Was hat dies mit Verschwörungserzählungen zu tun? Ein wichtiger Faktor für diese auf Bedrohung beruhende Prozesse sind Narrative und Mythen über die Out-Group. Verschwörungserzählungen greifen nicht nur als Transportvehikel der Vorurteile und als Referenz für die Verbreitung von Vorurteilen, sie leistet auch eine Gemeinschaftsfunktion für die Verschwörungsgläubigen – mit einer In-Group-Bildung. Das Paradebeispiel für eine solche Entwicklung ist die enge Verbindung antisemitischer Ressentiments mit Verschwörungserzählungen über Jüd:innen (Fox und Topor 2021, S. 117–139). Teilweise werden Verschwörungserzählungen als eine Umwegkommunikation antisemitischer, rassistischer und antidemokratischer Haltungen angesehen (nach Schließler et al. 2020, Thorisdottir et al. 2020); Aber auch Erzählungen über die gefährlichen Muslim:innen reichern die Landschaft der Verschwörungserzählungen an und münden als Kulminationspunkt in der beide Gruppen diffamierenden Verschwörungserzählung vom jüdisch inszenierten großen Bevölkerungsaustausch durch die Immigration von Muslim:innen (Obaidi et al. 2021). Gruppenbezogene Vorurteile und Distanzen spielen bei Verschwörungserzählungen eine vermittelnde Rolle, bieten sie doch Bezugsgruppen auf die sich die Verschwörungserzählung richten kann (Dryendal 2020, S. 375). Sie konstruieren ein Bedrohungsszenario, welches die im Hintergrund arbeitenden Mächte sichtbar macht. Menschen mit Verschwörungsmentalität sehen in Minderheiten in der Regel Personen der Out-Group, zumindest solange sie sich nicht der In-Group der Anhänger:innen einer Verschwörungserzählung anschließen. These 4: Vorurteile (nicht nur) gegen religiöse Gruppen sind mit Verschwörungsmentalität verbunden, was sich auch in der Verbindung zu Bedrohungsängsten gegenüber diesen Gruppen widerspiegelt.

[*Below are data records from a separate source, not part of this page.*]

//! sim-import config - Show the effective configuration

use clap::Args;

use crate::app::AppContext;
use crate::cli::output;
use crate::error::{ImportError, Result};

#[derive(Args, Debug)]
pub struct ConfigArgs {
    /// Also print the resolved import paths
    #[arg(long)]
    pub paths: bool,
}

pub fn run(ctx: &AppContext, args: &ConfigArgs) -> Result<()> {
    if ctx.machine {
        if args.paths {
            return output::emit_json(&serde_json::json!({
                "config": ctx.config,
                "resolved": ctx.config.paths.resolve(),
            }));
        }
        return output::emit_json(&ctx.config);
    }

    if let Some(path) = &ctx.config_path {
        println!("# {}", path.display());
    }
    let rendered = toml::to_string_pretty(&ctx.config)
        .map_err(|err| ImportError::Config(format!("render config: {err}")))?;
    println!("{rendered}");

    if args.paths {
        let resolved = ctx.config.paths.resolve();
        let mut layout = output::HumanLayout::new();
        layout.section("Resolved paths");
        layout.kv("Simulation in", &resolved.simulation_input.display().to_string());
        layout.kv("Simulation out", &resolved.simulation_output.display().to_string());
        layout.kv("Bodies in", &resolved.bodies_source.display().to_string());
        layout.kv("Bodies out", &resolved.bodies_target.display().to_string());
        layout.kv("Marker", &resolved.marker);
        output::emit_human(layout);
    }
    Ok(())
}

3 Die Messung von Religiosität, Verschwörungsmentalität und Corona-Folgen
Um Wechselwirkungen zwischen Verschwörungsmentalität, Covid-19-Verschwörungsmentalität, Religiosität und antidemokratischen Positionen herauszuarbeiten, bedarf es eines breiten Instrumentariums. Dies stand uns in der Leipziger Autoritarismus-Studie 2020 zur Verfügung. So wurden sowohl Erfahrungen und Einschätzungen der Covid-19-Pandemie als auch eine mit der Pandemie verbundene Verschwörungsmentalität abgefragt. Seit 2012 steht in der Studienreihe der Leipziger Autoritarismus-Studie (früher Leipziger Mitte Studie) eine Erfassung der allgemeinen Verschwörungsmentalität mit drei Items zur Verfügung (Tab. 1). Dabei handelt es sich um eine Kurzversion der Conspiracy Mentality Scale nach Imhoff und Bruder (2014, S. 42; auch Schließler et al. 2020, S. 287; Bruder et al. 2013, S. 5).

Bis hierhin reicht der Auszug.